Simulating and stimulating performance: developing a next-generation music performance simulator

The spaces where musicians practice often differ considerably from where they perform. As such, musicians are an emblematic example of performers who must adapt their skillset to contexts where the visual, aural, social, and psychological environment introduces significant increases in variety, risk, and pressure. Numerous domains address this disparity through the use of simulation, giving the performer the opportunity to learn and challenge their skills in contexts more closely resembling real-world conditions. This article describes the implementation of simulation in music performance contexts through the development of the second generation of performance simulation technologies at the Royal College of Music. It outlines the design requirements for a large, immersive space with a high degree of flexibility in recreating the visual and acoustic atmosphere of a performance stage and corresponding backstage area, while also facilitating performance capture and analysis. Applications for such a facility are outlined to advance research, teaching, and knowledge exchange within and beyond music performance.

1 Introduction

Expert performers across domains spend considerable time developing and honing their physical, cognitive, social, and technical performance skills. The environments in which these skills are learned, however, are often radically different from those where they are performed. Study and practice spaces are generally plain, basic in character and variability, and present little scope to explore personal or professional risk. Conversely, performance environments are often significantly more varied, more provocative, and can expose the performer to consequential external pressures—competition, judgment, publicity—that may change reputational, financial, or competitive status and may impact their wellbeing. Where such pressures lead to decreased performance quality and consistency, this can also negatively impact those who rely on their performances: audiences, clients, patients, passengers, and so on. Expert performers, and those individuals and organizations who train and coach them, must therefore bridge the gap between the environments in which learning is undertaken and the conditions under which performance must occur.

An increasingly common tool in making this transition is performance simulation. By simulating risk and variability while providing control over the environment, sophisticated simulation tools have been used to train performers in the fields of aviation (Hamman, 2004), sport (Miles et al., 2012), firefighting (Bliss et al., 1997), medicine (Kneebone et al., 2010), public speaking (Slater et al., 1999), and more. While simulations can focus on a particular sense or modality, applications often blend a combination of sensory, environmental, and social elements that are created through a combination of virtual, physical, and theatric means, blurring the lines between the real and unreal while sometimes incorporating human actors to provide rich narrative and social cues (Kneebone et al., 2010). Simulation designs can put particular focus on a few key elements central to the experience, while factors in the periphery can be represented in simplified forms to reduce the complexity and expense of creating a simulation (Kassab et al., 2011). Similarly, simulations may focus only on replicating the specific technical skill being honed—a particular surgical technique, interaction with an aircraft control console, hitting a baseball—or may use simulation to place these skills within and prepare for the real-world contexts of, e.g., collaborative surgical theatres, weather-rattled cockpits, and arenas full of the opposition’s jeering fans. In contexts such as music or public speaking, there is generally no need to simulate the technical skill itself as the performers already have the tools at hand to execute it and therefore attention can be placed fully on simulating the environment.

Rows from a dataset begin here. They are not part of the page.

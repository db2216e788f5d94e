//! Statement parsing pipeline.

use std::sync::Arc;
use std::time::{Duration, Instant};

use tracing::{debug, info, warn};

use super::assembler::assemble;
use super::extractor::PatternFieldExtractor;
use super::identifier::BankIdentifier;
use crate::fallback::{usable_credential, FallbackCapability, FallbackExtractor, GeminiClient};
use crate::models::statement::{FailureReason, StatementResult};
use crate::templates::TemplateTable;

/// Identification, pattern extraction, fallback and assembly for one
/// statement at a time.
///
/// The parser holds no per-request state; one instance can serve
/// concurrent parses.
#[derive(Clone)]
pub struct StatementParser<'t> {
    table: &'t TemplateTable,
    extractor: PatternFieldExtractor,
    fallback: FallbackExtractor,
}

impl<'t> StatementParser<'t> {
    /// Create a parser over a template table, without fallback.
    pub fn new(table: &'t TemplateTable) -> Self {
        Self {
            table,
            extractor: PatternFieldExtractor::new(),
            fallback: FallbackExtractor::new(),
        }
    }

    /// Use a fallback capability for missing fields.
    pub fn with_fallback(mut self, capability: Arc<dyn FallbackCapability>) -> Self {
        self.fallback = self.fallback.with_capability(capability);
        self
    }

    /// Bound the fallback call.
    pub fn with_timeout(mut self, timeout: Duration) -> Self {
        self.fallback = self.fallback.with_timeout(timeout);
        self
    }

    pub fn has_fallback(&self) -> bool {
        self.fallback.is_available()
    }

    pub fn table(&self) -> &'t TemplateTable {
        self.table
    }

    /// Parse one statement's text.
    ///
    /// Never fails: problems are reported through the result's status,
    /// reason and fallback status.
    pub async fn parse(&self, text: &str) -> StatementResult {
        let start = Instant::now();

        info!("Parsing statement from {} characters of text", text.chars().count());

        if text.trim().is_empty() {
            info!("Statement text is empty");
            return StatementResult::failure(
                FailureReason::EmptyInput,
                text,
                self.fallback.idle_status(),
            );
        }

        let Some(template) = BankIdentifier::new(self.table).identify(text) else {
            info!("Bank not recognized");
            return StatementResult::failure(
                FailureReason::BankNotRecognized,
                text,
                self.fallback.idle_status(),
            );
        };

        let pattern_fields = self.extractor.extract_fields(text, template);
        let missing = pattern_fields.missing();
        debug!(
            "{}: {} fields matched by pattern, {} missing",
            template.bank_key(),
            pattern_fields.found_count(),
            missing.len()
        );

        let fallback = self.fallback.extract_missing(text, &missing).await;
        let result = assemble(template, &pattern_fields, &fallback.fields, fallback.status, text);

        info!(
            "Parsed {} statement in {:?}: method={}, llm_status={}, missing={}",
            template.name(),
            start.elapsed(),
            result
                .extraction_method
                .map(|m| m.to_string())
                .unwrap_or_default(),
            result.fallback_status,
            result.missing_fields().len()
        );

        result
    }

    /// Failure result for a document whose text could not be read.
    ///
    /// Front-ends call this instead of [`parse`](Self::parse) when text
    /// extraction fails, so the caller still gets a result.
    pub fn unreadable(&self, raw_text: &str) -> StatementResult {
        info!("Statement document is unreadable");
        StatementResult::failure(
            FailureReason::UnreadableDocument,
            raw_text,
            self.fallback.idle_status(),
        )
    }
}

impl StatementParser<'static> {
    /// Parser over the built-in template table.
    pub fn builtin() -> Self {
        Self::new(TemplateTable::builtin())
    }
}

/// Parse statement text with the built-in templates.
///
/// A usable `fallback_credential` enables the Gemini fallback with default
/// settings; blank or placeholder values are treated as absent.
pub async fn parse_statement(text: &str, fallback_credential: Option<&str>) -> StatementResult {
    let mut parser = StatementParser::builtin();
    if let Some(key) = usable_credential(fallback_credential) {
        match GeminiClient::new(key) {
            Ok(client) => parser = parser.with_fallback(Arc::new(client)),
            Err(e) => warn!("Fallback disabled: {}", e),
        }
    }
    parser.parse(text).await
}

In music, the sizeable gap between the practice rooms where musicians rehearse and the stages where they perform presents a particular challenge to which such tools of simulation can be applied. Musicians tend to spend a considerable amount of time practicing in relatively small spaces which are acoustically and visually unremarkable and involve little social interaction. While the environments where they might rehearse in groups or learn in one-to-one or classroom settings may be larger and more varied, there remains a marked difference between these and the venues where musicians must wait backstage in anticipation before walking out to lights, applause, and the scrutiny, expectation, and response of an audience or audition panel. This combination of heighted perceptions of expectation, evaluation, consequence, and lack of control over the situation can contribute to the high levels of Music Performance Anxiety found across music student and professional populations (see Herman and Clark, 2023 for a review). In such stressful situations, performers become less likely to commit to conscious, goal-directed action (Schwabe and Wolf, 2011). As such, the celebrated ‘flow’ state in which performers experience high levels of focus, self-awareness, self-confidence, immersion, enjoyment, and performance quality can be disrupted (Zielke et al., 2023; Tan and Sin, 2021). As musicians who report a sense of preparedness, control over the situation, high levels of self-efficacy, and flow experiences also report higher feelings of success on stage (Clark et al., 2014), practice opportunities are required that allow performers to develop the skills and perceptions of control within dynamic performance environments.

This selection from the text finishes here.